Reproduce all records verbatim.

*Given data*.
━━━

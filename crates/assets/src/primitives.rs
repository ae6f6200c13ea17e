use glam::Vec3;
use spacekit_ecs::VERTEX_FLOATS;

/// (normal, u axis, v axis) per face, with `u x v == normal` so corners
/// listed counter-clockwise in (u, v) face outward.
const CUBE_FACES: [(Vec3, Vec3, Vec3); 6] = [
    (Vec3::X, Vec3::Y, Vec3::Z),
    (Vec3::NEG_X, Vec3::Z, Vec3::Y),
    (Vec3::Y, Vec3::Z, Vec3::X),
    (Vec3::NEG_Y, Vec3::X, Vec3::Z),
    (Vec3::Z, Vec3::X, Vec3::Y),
    (Vec3::NEG_Z, Vec3::Y, Vec3::X),
];

/// Unit cube spanning `[-1, 1]` on every axis: 36 interleaved vertices,
/// counter-clockwise front faces, one full texture per face.
pub fn cube_vertices() -> Vec<f32> {
    const CORNERS: [(f32, f32); 4] = [(-1.0, -1.0), (1.0, -1.0), (1.0, 1.0), (-1.0, 1.0)];
    let mut vertices = Vec::with_capacity(36 * VERTEX_FLOATS);
    for (normal, u_axis, v_axis) in CUBE_FACES {
        for corner in [0, 1, 2, 0, 2, 3] {
            let (su, sv) = CORNERS[corner];
            let position = normal + u_axis * su + v_axis * sv;
            vertices.extend_from_slice(&position.to_array());
            vertices.push((su + 1.0) * 0.5);
            vertices.push((1.0 - sv) * 0.5);
            vertices.extend_from_slice(&normal.to_array());
        }
    }
    vertices
}
impl<B: RenderBackend> Renderer<B> {
    /// Compile the pipeline and allocate the depth target.
    pub fn create(
        backend: B,
        shaders: &dyn ShaderSource,
        config: RendererConfig,
    ) -> Result<Self, RenderError> {
        let source = shaders.load_shader(&config.shader_name)?;
        let pipeline = backend.create_pipeline(&PipelineDesc {
            label: &config.shader_name,
            source: &source,
        })?;
        let size = (config.width.max(1), config.height.max(1));
        let depth = backend.create_depth_target(size.0, size.1);
        tracing::debug!(shader = %config.shader_name, width = size.0, height = size.1, "renderer ready");

        Ok(Self {
            world: None,
            bind_groups: BindGroupsManager::new(config.light_limits()),
            vertices: VertexManager::new(),
            backend,
            config,
            pipeline,
            depth,
            size,
            pending_resize: None,
            state: RendererState::Ready,
            frames: 0,
        })
    }

    pub fn backend(&self) -> &B {
        &self.backend
    }

    pub fn config(&self) -> &RendererConfig {
        &self.config
    }

    pub fn state(&self) -> RendererState {
        self.state
    }

    /// Size of the current depth target.
    pub fn size(&self) -> (u32, u32) {
        self.size
    }

    pub fn cache_stats(&self) -> CacheStats {
        self.bind_groups.stats()
    }

    /// The world this renderer is bound to, once it has drawn one.
    pub fn world(&self) -> Option<WorldId> {
        self.world
    }

    pub fn frames_rendered(&self) -> u64 {
        self.frames
    }

    /// Queue a depth-target resize for the next frame boundary. Zero-sized
    /// requests (minimized windows) are ignored.
    pub fn on_screen_resized(&mut self, width: u32, height: u32) {
        if width == 0 || height == 0 {
            return;
        }
        self.pending_resize = Some((width, height));
    }

    /// Render one frame of `scene`.
    pub fn render(&mut self, world: &World, scene: &Scene) -> Result<FrameStats, RenderError> {
        if self.state == RendererState::DeviceLost {
            return Err(RenderError::DeviceLost);
        }
        let result = self.render_frame(world, scene);
        if matches!(result, Err(RenderError::DeviceLost)) {
            self.state = RendererState::DeviceLost;
            tracing::error!("graphics device lost; renderer halted");
        }
        result
    }

    fn render_frame(&mut self, world: &World, scene: &Scene) -> Result<FrameStats, RenderError> {
        if self.backend.is_device_lost() {
            return Err(RenderError::DeviceLost);
        }
        self.bind_world(world.id())?;
        self.apply_pending_resize();

        let frame = scene.extract(world)?;
        self.bind_groups
            .ensure_scene(&self.backend, &self.pipeline, scene.id());
        self.bind_groups
            .update_scene(&self.backend, scene.id(), &frame)?;

        let mut stats = FrameStats {
            frame: self.frames,
            directional_lights: frame.directional_lights.len() as u32,
            point_lights: frame.point_lights.len() as u32,
            ..Default::default()
        };

        let mut draws = Vec::with_capacity(scene.meshes().len());
        for (instance, &id) in scene.meshes().iter().enumerate() {
            let (mesh, transform) = resolve_mesh(world, id)?;
            if !self.vertices.ensure(&self.backend, id, mesh) {
                stats.skipped_meshes += 1;
                continue;
            }
            self.bind_groups
                .ensure_mesh(&self.backend, &self.pipeline, id, mesh);
            self.bind_groups.update_mesh(&self.backend, id, transform)?;
            draws.push(Draw {
                mesh: id,
                instance: instance as u32,
            });
        }

        let target = self.backend.acquire_target()?;

        let scene_group = self
            .bind_groups
            .scene_bind_group(scene.id())
            .ok_or_else(|| RenderError::NotEnsured(scene.id().to_string()))?;
        let mut commands = Vec::with_capacity(1 + draws.len() * 3);
        commands.push(PassCommand::SetBindGroup {
            index: SCENE_GROUP,
            bind_group: scene_group,
        });
        for draw in &draws {
            let mesh_group = self
                .bind_groups
                .mesh_bind_group(draw.mesh)
                .ok_or_else(|| RenderError::NotEnsured(draw.mesh.to_string()))?;
            let (buffer, vertex_count) = self
                .vertices
                .get(draw.mesh)
                .ok_or_else(|| RenderError::NotEnsured(draw.mesh.to_string()))?;
            commands.push(PassCommand::SetBindGroup {
                index: MESH_GROUP,
                bind_group: mesh_group,
            });
            commands.push(PassCommand::SetVertexBuffer {
                slot: VERTEX_SLOT,
                buffer,
            });
            commands.push(PassCommand::Draw {
                vertex_count,
                instance: draw.instance,
            });
            stats.draw_calls += 1;
            stats.vertices += u64::from(vertex_count);
        }

        self.backend.submit_pass(&PassDesc {
            target: &target,
            depth: &self.depth,
            pipeline: &self.pipeline,
            clear_color: self.config.clear_color,
            commands: &commands,
        });
        self.backend.present(target);

        self.frames += 1;
        Ok(stats)
    }

    fn bind_world(&mut self, world: WorldId) -> Result<(), RenderError> {
        match self.world {
            Some(bound) if bound != world => Err(RenderError::ForeignWorld {
                bound,
                found: world,
            }),
            Some(_) => Ok(()),
            None => {
                tracing::debug!(%world, "renderer bound to world");
                self.world = Some(world);
                Ok(())
            }
        }
    }

    fn apply_pending_resize(&mut self) {
        let Some((width, height)) = self.pending_resize.take() else {
            return;
        };
        if (width, height) == self.size {
            return;
        }
        self.depth = self.backend.create_depth_target(width, height);
        self.size = (width, height);
        tracing::debug!(width, height, "recreated depth target");
    }
}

━━━

*Output for this task*.
filename crates/assets/src/primitives.rs
repository ae6f6200c13ea17e
use glam::Vec3;
use spacekit_ecs::VERTEX_FLOATS;

/// (normal, u axis, v axis) per face, with `u x v == normal` so corners
/// listed counter-clockwise in (u, v) face outward.
const CUBE_FACES: [(Vec3, Vec3, Vec3); 6] = [
    (Vec3::X, Vec3::Y, Vec3::Z),
    (Vec3::NEG_X, Vec3::Z, Vec3::Y),
    (Vec3::Y, Vec3::Z, Vec3::X),
    (Vec3::NEG_Y, Vec3::X, Vec3::Z),
    (Vec3::Z, Vec3::X, Vec3::Y),
    (Vec3::NEG_Z, Vec3::Y, Vec3::X),
];

/// Unit cube spanning `[-1, 1]` on every axis: 36 interleaved vertices,
/// counter-clockwise front faces, one full texture per face.
pub fn cube_vertices() -> Vec<f32> {
    const CORNERS: [(f32, f32); 4] = [(-1.0, -1.0), (1.0, -1.0), (1.0, 1.0), (-1.0, 1.0)];
    let mut vertices = Vec::with_capacity(36 * VERTEX_FLOATS);
    for (normal, u_axis, v_axis) in CUBE_FACES {
        for corner in [0, 1, 2, 0, 2, 3] {
            let (su, sv) = CORNERS[corner];
            let position = normal + u_axis * su + v_axis * sv;
            vertices.extend_from_slice(&position.to_array());
            vertices.push((su + 1.0) * 0.5);
            vertices.push((1.0 - sv) * 0.5);
            vertices.extend_from_slice(&normal.to_array());
        }
    }
    vertices
}
impl<B: RenderBackend> Renderer<B> {
    /// Compile the pipeline and allocate the depth target.
    pub fn create(
        backend: B,
        shaders: &dyn ShaderSource,
        config: RendererConfig,
    ) -> Result<Self, RenderError> {
        let source = shaders.load_shader(&config.shader_name)?;
        let pipeline = backend.create_pipeline(&PipelineDesc {
            label: &config.shader_name,
            source: &source,
        })?;
        let size = (config.width.max(1), config.height.max(1));
        let depth = backend.create_depth_target(size.0, size.1);
        tracing::debug!(shader = %config.shader_name, width = size.0, height = size.1, "renderer ready");

        Ok(Self {
            world: None,
            bind_groups: BindGroupsManager::new(config.light_limits()),
            vertices: VertexManager::new(),
            backend,
            config,
            pipeline,
            depth,
            size,
            pending_resize: None,
            state: RendererState::Ready,
            frames: 0,
        })
    }

    pub fn backend(&self) -> &B {
        &self.backend
    }

    pub fn config(&self) -> &RendererConfig {
        &self.config
    }

    pub fn state(&self) -> RendererState {
        self.state
    }

    /// Size of the current depth target.
    pub fn size(&self) -> (u32, u32) {
        self.size
    }

    pub fn cache_stats(&self) -> CacheStats {
        self.bind_groups.stats()
    }

    /// The world this renderer is bound to, once it has drawn one.
    pub fn world(&self) -> Option<WorldId> {
        self.world
    }

    pub fn frames_rendered(&self) -> u64 {
        self.frames
    }

    /// Queue a depth-target resize for the next frame boundary. Zero-sized
    /// requests (minimized windows) are ignored.
    pub fn on_screen_resized(&mut self, width: u32, height: u32) {
        if width == 0 || height == 0 {
            return;
        }
        self.pending_resize = Some((width, height));
    }

    /// Render one frame of `scene`.
    pub fn render(&mut self, world: &World, scene: &Scene) -> Result<FrameStats, RenderError> {
        if self.state == RendererState::DeviceLost {
            return Err(RenderError::DeviceLost);
        }
        let result = self.render_frame(world, scene);
        if matches!(result, Err(RenderError::DeviceLost)) {
            self.state = RendererState::DeviceLost;
            tracing::error!("graphics device lost; renderer halted");
        }
        result
    }

    fn render_frame(&mut self, world: &World, scene: &Scene) -> Result<FrameStats, RenderError> {
        if self.backend.is_device_lost() {
            return Err(RenderError::DeviceLost);
        }
        self.bind_world(world.id())?;
        self.apply_pending_resize();

        let frame = scene.extract(world)?;
        self.bind_groups
            .ensure_scene(&self.backend, &self.pipeline, scene.id());
        self.bind_groups
            .update_scene(&self.backend, scene.id(), &frame)?;

        let mut stats = FrameStats {
            frame: self.frames,
            directional_lights: frame.directional_lights.len() as u32,
            point_lights: frame.point_lights.len() as u32,
            ..Default::default()
        };

        let mut draws = Vec::with_capacity(scene.meshes().len());
        for (instance, &id) in scene.meshes().iter().enumerate() {
            let (mesh, transform) = resolve_mesh(world, id)?;
            if !self.vertices.ensure(&self.backend, id, mesh) {
                stats.skipped_meshes += 1;
                continue;
            }
            self.bind_groups
                .ensure_mesh(&self.backend, &self.pipeline, id, mesh);
            self.bind_groups.update_mesh(&self.backend, id, transform)?;
            draws.push(Draw {
                mesh: id,
                instance: instance as u32,
            });
        }

        let target = self.backend.acquire_target()?;

        let scene_group = self
            .bind_groups
            .scene_bind_group(scene.id())
            .ok_or_else(|| RenderError::NotEnsured(scene.id().to_string()))?;
        let mut commands = Vec::with_capacity(1 + draws.len() * 3);
        commands.push(PassCommand::SetBindGroup {
            index: SCENE_GROUP,
            bind_group: scene_group,
        });
        for draw in &draws {
            let mesh_group = self
                .bind_groups
                .mesh_bind_group(draw.mesh)
                .ok_or_else(|| RenderError::NotEnsured(draw.mesh.to_string()))?;
            let (buffer, vertex_count) = self
                .vertices
                .get(draw.mesh)
                .ok_or_else(|| RenderError::NotEnsured(draw.mesh.to_string()))?;
            commands.push(PassCommand::SetBindGroup {
                index: MESH_GROUP,
                bind_group: mesh_group,
            });
            commands.push(PassCommand::SetVertexBuffer {
                slot: VERTEX_SLOT,
                buffer,
            });
            commands.push(PassCommand::Draw {
                vertex_count,
                instance: draw.instance,
            });
            stats.draw_calls += 1;
            stats.vertices += u64::from(vertex_count);
        }

        self.backend.submit_pass(&PassDesc {
            target: &target,
            depth: &self.depth,
            pipeline: &self.pipeline,
            clear_color: self.config.clear_color,
            commands: &commands,
        });
        self.backend.present(target);

        self.frames += 1;
        Ok(stats)
    }

    fn bind_world(&mut self, world: WorldId) -> Result<(), RenderError> {
        match self.world {
            Some(bound) if bound != world => Err(RenderError::ForeignWorld {
                bound,
                found: world,
            }),
            Some(_) => Ok(()),
            None => {
                tracing::debug!(%world, "renderer bound to world");
                self.world = Some(world);
                Ok(())
            }
        }
    }

    fn apply_pending_resize(&mut self) {
        let Some((width, height)) = self.pending_resize.take() else {
            return;
        };
        if (width, height) == self.size {
            return;
        }
        self.depth = self.backend.create_depth_target(width, height);
        self.size = (width, height);
        tracing::debug!(width, height, "recreated depth target");
    }
}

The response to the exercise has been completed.